To facilitate the routing of network traffic through the ASes, or more specifically, the network devices 414 within the ASes, the network devices may exchange routing information to various network destinations. As described above, BGP is conventionally used to exchange routing and reachability information among network devices 414 within a single AS or between different ASes. One particular example of BGP is BGPv4, as defined in Request for Comments (RFC) 1771 of the Internet Engineering Task Force (IETF). Various embodiments may implement other versions of BGP, however, and the use of BGPv4 is not required. The BGP logic of a router is used by the data collectors to collect BGP AS path information, e.g., the “AS PATH” attribute, as described further below, from BGP tables of border routers of an AS, to construct paths to prefixes.
To exchange BGP routing information, two BGP hosts (network devices 414), or peers, first establish a transport protocol connection with one another. Initially, the BGP peers exchange messages to open a BGP session, and, after the BGP session is open, the BGP peers exchange their entire routing information. Thereafter, in certain embodiments, only updates or changes to the routing information, e.g., the “BGP UPDATE” attribute, are exchanged, or advertised, between the BGP peers. The exchanged routing information is maintained by the BGP peers during the existence of the BGP session.

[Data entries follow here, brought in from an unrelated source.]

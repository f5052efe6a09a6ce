mod handler;
mod service;
mod types;

use crate::types::Context;
use axum::{routing::post, Router};
use std::sync::Arc;

pub fn get_router() -> Router<Arc<Context>> {
    Router::new().route("/top-up", post(handler::handler))
}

The BGP routing information may include the complete route to each network destination, e.g., “destination network device,” that is reachable from a BGP host. A route, or path, comprises an address destination, which is usually represented by an address prefix (also referred to as prefix), and information that describe the path to the address destination. The address prefix may be expressed as a combination of a network address and a mask that indicates how many bits of the address are used to identify the network portion of the address. In Internet Protocol version 4 (IPv4) addressing, for example, the address prefix can be expressed as “9.2.0.2/16”. The “/16” indicates that the first 16 bits are used to identify the unique network leaving the remaining bits in the address to identify the specific hosts within this network.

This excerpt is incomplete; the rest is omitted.